_Directions for this task:_ All that is needed is each line of the entries holding the word "endpoint", copied as it stands.

[[ Extracted entries, beginning ]]

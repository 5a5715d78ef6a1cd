//! Configuration loading and root folder resolution

use crate::{Error, Result};
use serde::Deserialize;
use std::path::{Path, PathBuf};
use tracing::{info, warn};

/// Environment variable overriding the root folder
pub const ROOT_FOLDER_ENV: &str = "FIELDWATCH_ROOT";

/// Database file name inside the root folder
pub const DATABASE_FILE_NAME: &str = "fieldwatch.db";

/// Default HTTP bind address
pub const DEFAULT_BIND_ADDRESS: &str = "127.0.0.1:5740";

/// Default cap on incident videos per agent
pub const DEFAULT_MAX_VIDEOS_PER_AGENT: u32 = 3;

/// Contents of `config.toml`
///
/// Every field is optional in the file; missing values fall back to compiled defaults.
#[derive(Debug, Clone, Deserialize)]
#[serde(default)]
pub struct TomlConfig {
    pub root_folder: Option<String>,
    pub bind_address: String,
    pub max_videos_per_agent: u32,
    pub vision: VisionConfig,
}

impl Default for TomlConfig {
    fn default() -> Self {
        Self {
            root_folder: None,
            bind_address: DEFAULT_BIND_ADDRESS.to_string(),
            max_videos_per_agent: DEFAULT_MAX_VIDEOS_PER_AGENT,
            vision: VisionConfig::default(),
        }
    }
}

/// `[vision]` table: external form extraction service
#[derive(Debug, Clone, Deserialize)]
#[serde(default)]
pub struct VisionConfig {
    /// Extraction endpoint URL. Uploads fail extraction when unset.
    pub endpoint: Option<String>,
    pub api_key: Option<String>,
    pub timeout_secs: u64,
}

impl Default for VisionConfig {
    fn default() -> Self {
        Self {
            endpoint: None,
            api_key: None,
            timeout_secs: 30,
        }
    }
}

impl TomlConfig {
    /// Parse TOML text
    pub fn from_toml_str(content: &str) -> Result<Self> {
        toml::from_str(content).map_err(|e| Error::Config(format!("Invalid config.toml: {}", e)))
    }

    /// Load config from an explicit file path
    pub fn load_from(path: &Path) -> Result<Self> {
        let content = std::fs::read_to_string(path)?;
        Self::from_toml_str(&content)
    }

    /// Load config from the platform config locations.
    ///
    /// A missing file is not an error: defaults are used and a warning is logged.
    /// A file that exists but does not parse is an error.
    pub fn load() -> Result<Self> {
        match find_config_file() {
            Some(path) => {
                info!("Loading configuration from {}", path.display());
                Self::load_from(&path)
            }
            None => {
                warn!("No config.toml found, using compiled defaults");
                Ok(Self::default())
            }
        }
    }
}

/// Locate `config.toml`: user config dir first, then system-wide
fn find_config_file() -> Option<PathBuf> {
    let user_config = dirs::config_dir().map(|d| d.join("fieldwatch").join("config.toml"));
    if let Some(path) = user_config {
        if path.exists() {
            return Some(path);
        }
    }

    if cfg!(unix) {
        let system_config = PathBuf::from("/etc/fieldwatch/config.toml");
        if system_config.exists() {
            return Some(system_config);
        }
    }

    None
}

/// Root folder resolution priority order:
/// 1. Command-line argument (highest priority)
/// 2. Environment variable
/// 3. TOML config file
/// 4. OS-dependent compiled default (fallback)
pub fn resolve_root_folder(
    cli_arg: Option<&str>,
    env_var_name: &str,
    toml: &TomlConfig,
) -> PathBuf {
    if let Some(path) = cli_arg.filter(|p| !p.is_empty()) {
        return PathBuf::from(path);
    }

    if let Ok(path) = std::env::var(env_var_name) {
        if !path.is_empty() {
            return PathBuf::from(path);
        }
    }

    if let Some(path) = toml.root_folder.as_deref().filter(|p| !p.is_empty()) {
        return PathBuf::from(path);
    }

    default_root_folder()
}

/// Get OS-dependent default root folder path
pub fn default_root_folder() -> PathBuf {
    dirs::data_local_dir()
        .map(|d| d.join("fieldwatch"))
        .unwrap_or_else(|| PathBuf::from("./fieldwatch_data"))
}

/// Create the root folder if missing and return the database path inside it
pub fn prepare_root_folder(root: &Path) -> Result<PathBuf> {
    std::fs::create_dir_all(root)?;
    Ok(root.join(DATABASE_FILE_NAME))
}
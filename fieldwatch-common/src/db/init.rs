//! Database initialization
//!
//! Creates the database file on first run and applies the schema. Every
//! statement is idempotent so startup can run it against an existing file.

use crate::Result;
use sqlx::{sqlite::SqlitePoolOptions, SqlitePool};
use std::path::Path;
use tracing::info;

/// Current schema version
const CURRENT_SCHEMA_VERSION: i32 = 1;

/// Initialize database connection and create tables if needed
pub async fn init_database(db_path: &Path) -> Result<SqlitePool> {
    let newly_created = !db_path.exists();

    // Create parent directory if it doesn't exist
    if let Some(parent) = db_path.parent() {
        std::fs::create_dir_all(parent)?;
    }

    let db_url = format!("sqlite://{}?mode=rwc", db_path.display());
    let pool = SqlitePoolOptions::new()
        .max_connections(10)
        .connect_with(
            db_url
                .parse::<sqlx::sqlite::SqliteConnectOptions>()?
                .foreign_keys(true),
        )
        .await?;

    if newly_created {
        info!("Initialized new database: {}", db_path.display());
    } else {
        info!("Opened existing database: {}", db_path.display());
    }

    // WAL allows report reads while an upload handler writes
    sqlx::query("PRAGMA journal_mode = WAL")
        .execute(&pool)
        .await?;

    sqlx::query("PRAGMA busy_timeout = 5000")
        .execute(&pool)
        .await?;

    create_schema(&pool).await?;

    Ok(pool)
}

/// Create all tables and indexes
pub async fn create_schema(pool: &SqlitePool) -> Result<()> {
    create_schema_version_table(pool).await?;
    create_polling_stations_table(pool).await?;
    create_agents_table(pool).await?;
    create_submissions_table(pool).await?;
    create_candidate_results_table(pool).await?;
    create_discrepancies_table(pool).await?;
    create_incident_videos_table(pool).await?;

    let version: Option<i32> =
        sqlx::query_scalar("SELECT version FROM schema_version ORDER BY version DESC LIMIT 1")
            .fetch_optional(pool)
            .await?;

    if version.unwrap_or(0) < CURRENT_SCHEMA_VERSION {
        sqlx::query("INSERT OR REPLACE INTO schema_version (version) VALUES (?)")
            .bind(CURRENT_SCHEMA_VERSION)
            .execute(pool)
            .await?;
        info!("Schema version set to {}", CURRENT_SCHEMA_VERSION);
    }

    Ok(())
}

async fn create_schema_version_table(pool: &SqlitePool) -> Result<()> {
    sqlx::query(
        r#"
        CREATE TABLE IF NOT EXISTS schema_version (
            version INTEGER PRIMARY KEY,
            applied_at TIMESTAMP NOT NULL DEFAULT CURRENT_TIMESTAMP
        )
        "#,
    )
    .execute(pool)
    .await?;

    Ok(())
}

async fn create_polling_stations_table(pool: &SqlitePool) -> Result<()> {
    sqlx::query(
        r#"
        CREATE TABLE IF NOT EXISTS polling_stations (
            polling_station_code TEXT PRIMARY KEY,
            polling_station_name TEXT NOT NULL,
            county_code TEXT NOT NULL,
            county_name TEXT NOT NULL,
            constituency_code TEXT NOT NULL,
            constituency_name TEXT NOT NULL,
            ward_code TEXT NOT NULL,
            ward_name TEXT NOT NULL,
            registered_voters INTEGER NOT NULL DEFAULT 0 CHECK (registered_voters >= 0)
        )
        "#,
    )
    .execute(pool)
    .await?;

    sqlx::query(
        "CREATE INDEX IF NOT EXISTS idx_polling_stations_location
         ON polling_stations(county_code, constituency_code, ward_code)",
    )
    .execute(pool)
    .await?;

    Ok(())
}

async fn create_agents_table(pool: &SqlitePool) -> Result<()> {
    sqlx::query(
        r#"
        CREATE TABLE IF NOT EXISTS agents (
            id TEXT PRIMARY KEY,
            agent_code TEXT NOT NULL UNIQUE,
            first_name TEXT NOT NULL,
            last_name TEXT NOT NULL,
            phone_number TEXT NOT NULL UNIQUE,
            national_id TEXT NOT NULL UNIQUE,
            county_code TEXT NOT NULL,
            county_name TEXT NOT NULL,
            constituency_code TEXT NOT NULL,
            constituency_name TEXT NOT NULL,
            ward_code TEXT NOT NULL,
            ward_name TEXT NOT NULL,
            polling_station_code TEXT,
            polling_station_name TEXT,
            created_at TEXT NOT NULL
        )
        "#,
    )
    .execute(pool)
    .await?;

    Ok(())
}

async fn create_submissions_table(pool: &SqlitePool) -> Result<()> {
    // serial_number is intentionally not UNIQUE: collisions are recorded as
    // discrepancies, never rejected
    sqlx::query(
        r#"
        CREATE TABLE IF NOT EXISTS submissions (
            id TEXT PRIMARY KEY,
            agent_code TEXT NOT NULL UNIQUE REFERENCES agents(agent_code) ON DELETE CASCADE,
            serial_number TEXT NOT NULL,
            county_code TEXT NOT NULL,
            constituency_code TEXT NOT NULL,
            ward_code TEXT NOT NULL,
            polling_station_code TEXT,
            polling_station_name TEXT,
            image_digest TEXT,
            submitted_at TEXT NOT NULL
        )
        "#,
    )
    .execute(pool)
    .await?;

    sqlx::query(
        "CREATE INDEX IF NOT EXISTS idx_submissions_serial ON submissions(serial_number)",
    )
    .execute(pool)
    .await?;

    Ok(())
}

async fn create_candidate_results_table(pool: &SqlitePool) -> Result<()> {
    sqlx::query(
        r#"
        CREATE TABLE IF NOT EXISTS candidate_results (
            id TEXT PRIMARY KEY,
            submission_id TEXT NOT NULL REFERENCES submissions(id) ON DELETE CASCADE,
            first_name TEXT NOT NULL,
            last_name TEXT NOT NULL,
            party_name TEXT NOT NULL,
            votes INTEGER NOT NULL CHECK (votes >= 0)
        )
        "#,
    )
    .execute(pool)
    .await?;

    sqlx::query(
        "CREATE INDEX IF NOT EXISTS idx_candidate_results_submission
         ON candidate_results(submission_id)",
    )
    .execute(pool)
    .await?;

    Ok(())
}

async fn create_discrepancies_table(pool: &SqlitePool) -> Result<()> {
    // related_submission_ids: JSON array of submission ids
    sqlx::query(
        r#"
        CREATE TABLE IF NOT EXISTS discrepancies (
            id TEXT PRIMARY KEY,
            serial_number TEXT NOT NULL,
            county_code TEXT NOT NULL,
            constituency_code TEXT NOT NULL,
            ward_code TEXT NOT NULL,
            kind TEXT NOT NULL,
            related_submission_ids TEXT NOT NULL DEFAULT '[]',
            created_at TEXT NOT NULL
        )
        "#,
    )
    .execute(pool)
    .await?;

    Ok(())
}

async fn create_incident_videos_table(pool: &SqlitePool) -> Result<()> {
    sqlx::query(
        r#"
        CREATE TABLE IF NOT EXISTS incident_videos (
            id TEXT PRIMARY KEY,
            agent_code TEXT NOT NULL REFERENCES agents(agent_code) ON DELETE CASCADE,
            video_url TEXT NOT NULL,
            description TEXT,
            created_at TEXT NOT NULL
        )
        "#,
    )
    .execute(pool)
    .await?;

    Ok(())
}
use std::fs;
use std::sync::Arc;

use assert_matches::assert_matches;
use core_test_support::CountingPrompt;
use core_test_support::FixtureTree;
use core_test_support::RecordingProgram;
use core_test_support::ScriptProgram;
use core_test_support::config_with_unverifiable_privileges;
use core_test_support::drain_events;
use core_test_support::role_guarded;
use core_test_support::test_config;
use fmsh_core::AlwaysEscalate;
use fmsh_core::EngineConfig;
use fmsh_core::EngineContext;
use fmsh_core::EngineEvent;
use fmsh_core::FmshErr;
use fmsh_core::RelaunchPolicy;
use fmsh_core::program::SyncProgram;
use pretty_assertions::assert_eq;
use tokio_util::sync::CancellationToken;

/// Appends to `marker` only when allowed, so the file shows how many
/// attempts got past the permission check.
fn guarded_append(marker: &str) -> ScriptProgram {
    ScriptProgram::new(&role_guarded(&format!(
        "echo attempt >> '{marker}'; echo done"
    )))
}

#[tokio::test(flavor = "multi_thread", worker_threads = 2)]
async fn permission_failure_is_replayed_once_on_a_privileged_console() -> anyhow::Result<()> {
    let fixture = FixtureTree::create()?;
    let marker = fixture.join("marker");
    let engine = EngineContext::with_config(test_config());
    let mut events = engine.subscribe();
    let prompt = Arc::new(CountingPrompt::answering(true));

    let program = RelaunchPolicy::new(&engine, prompt.clone())
        .execute(guarded_append(&marker))
        .await?;

    assert_eq!(program.result(), "done\n");
    assert_eq!(fs::read_to_string(&marker)?, "attempt\n");
    assert_eq!(prompt.times_asked(), 1);
    let current = engine.current_console().await.expect("current console");
    assert!(current.is_privileged());

    let events = drain_events(&mut events);
    assert_eq!(events.len(), 4);
    assert_eq!(events[0], EngineEvent::ConsoleAllocated { privileged: false });
    assert_matches!(&events[1], EngineEvent::RelaunchRequested { .. });
    assert_eq!(events[2], EngineEvent::ConsoleAllocated { privileged: true });
    assert_matches!(&events[3], EngineEvent::Relaunched { .. });

    engine.shutdown().await;
    Ok(())
}

#[tokio::test(flavor = "multi_thread", worker_threads = 2)]
async fn declined_prompt_returns_the_original_error() -> anyhow::Result<()> {
    let fixture = FixtureTree::create()?;
    let marker = fixture.join("marker");
    let engine = EngineContext::with_config(test_config());
    let prompt = Arc::new(CountingPrompt::answering(false));

    let err = RelaunchPolicy::new(&engine, prompt.clone())
        .execute(guarded_append(&marker))
        .await
        .expect_err("declined");

    assert_matches!(err, FmshErr::InsufficientPermissions { .. });
    assert_eq!(prompt.times_asked(), 1);
    assert!(!fixture.path().join("marker").exists());
    let current = engine.current_console().await.expect("current console");
    assert!(!current.is_privileged());

    engine.shutdown().await;
    Ok(())
}

#[tokio::test(flavor = "multi_thread", worker_threads = 2)]
async fn unavailable_privileges_surface_as_relaunch_failed() -> anyhow::Result<()> {
    let fixture = FixtureTree::create()?;
    let marker = fixture.join("marker");
    let engine = EngineContext::with_config(config_with_unverifiable_privileges());

    let err = RelaunchPolicy::new(&engine, Arc::new(AlwaysEscalate))
        .execute(guarded_append(&marker))
        .await
        .expect_err("no privileged shell");

    assert_matches!(err, FmshErr::RelaunchFailed { source } if matches!(*source, FmshErr::ConsoleAlloc { .. }));
    assert!(!fixture.path().join("marker").exists());

    engine.shutdown().await;
    Ok(())
}

#[tokio::test(flavor = "multi_thread", worker_threads = 2)]
async fn failures_on_a_privileged_console_are_not_replayed() -> anyhow::Result<()> {
    let engine = EngineContext::with_config(EngineConfig {
        superuser_mode: true,
        ..test_config()
    });
    let prompt = Arc::new(CountingPrompt::answering(true));

    let err = RelaunchPolicy::new(&engine, prompt.clone())
        .execute(ScriptProgram::new("echo 'x: Permission denied' >&2; exit 1"))
        .await
        .expect_err("denied even for root");

    assert_matches!(err, FmshErr::InsufficientPermissions { .. });
    assert_eq!(prompt.times_asked(), 0);

    engine.shutdown().await;
    Ok(())
}

#[tokio::test(flavor = "multi_thread", worker_threads = 2)]
async fn other_failures_are_not_replayed() -> anyhow::Result<()> {
    let engine = EngineContext::with_config(test_config());
    let prompt = Arc::new(CountingPrompt::answering(true));

    let err = RelaunchPolicy::new(&engine, prompt.clone())
        .execute(ScriptProgram::new("echo 'x: No such file or directory' >&2; exit 1"))
        .await
        .expect_err("missing");

    assert_matches!(err, FmshErr::NoSuchFileOrDirectory { .. });
    assert_eq!(prompt.times_asked(), 0);

    engine.shutdown().await;
    Ok(())
}

#[tokio::test(flavor = "multi_thread", worker_threads = 2)]
async fn async_replay_starts_from_a_pristine_program() -> anyhow::Result<()> {
    let engine = EngineContext::with_config(test_config());

    let program = RelaunchPolicy::new(&engine, Arc::new(AlwaysEscalate))
        .execute_async(
            RecordingProgram::new(&role_guarded("echo privileged output")),
            &CancellationToken::new(),
        )
        .await?;

    assert_eq!(program.starts, 1);
    assert_eq!(program.lines, vec!["privileged output"]);
    assert_eq!(program.exit_codes, vec![0]);
    assert_eq!(program.ends, vec![false]);
    assert!(program.failures.is_empty());

    engine.shutdown().await;
    Ok(())
}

[[ Extracted entries, end ]]

_Response to the task:_
    /// Extraction endpoint URL. Uploads fail extraction when unset.
    pub endpoint: Option<String>,
            endpoint: None,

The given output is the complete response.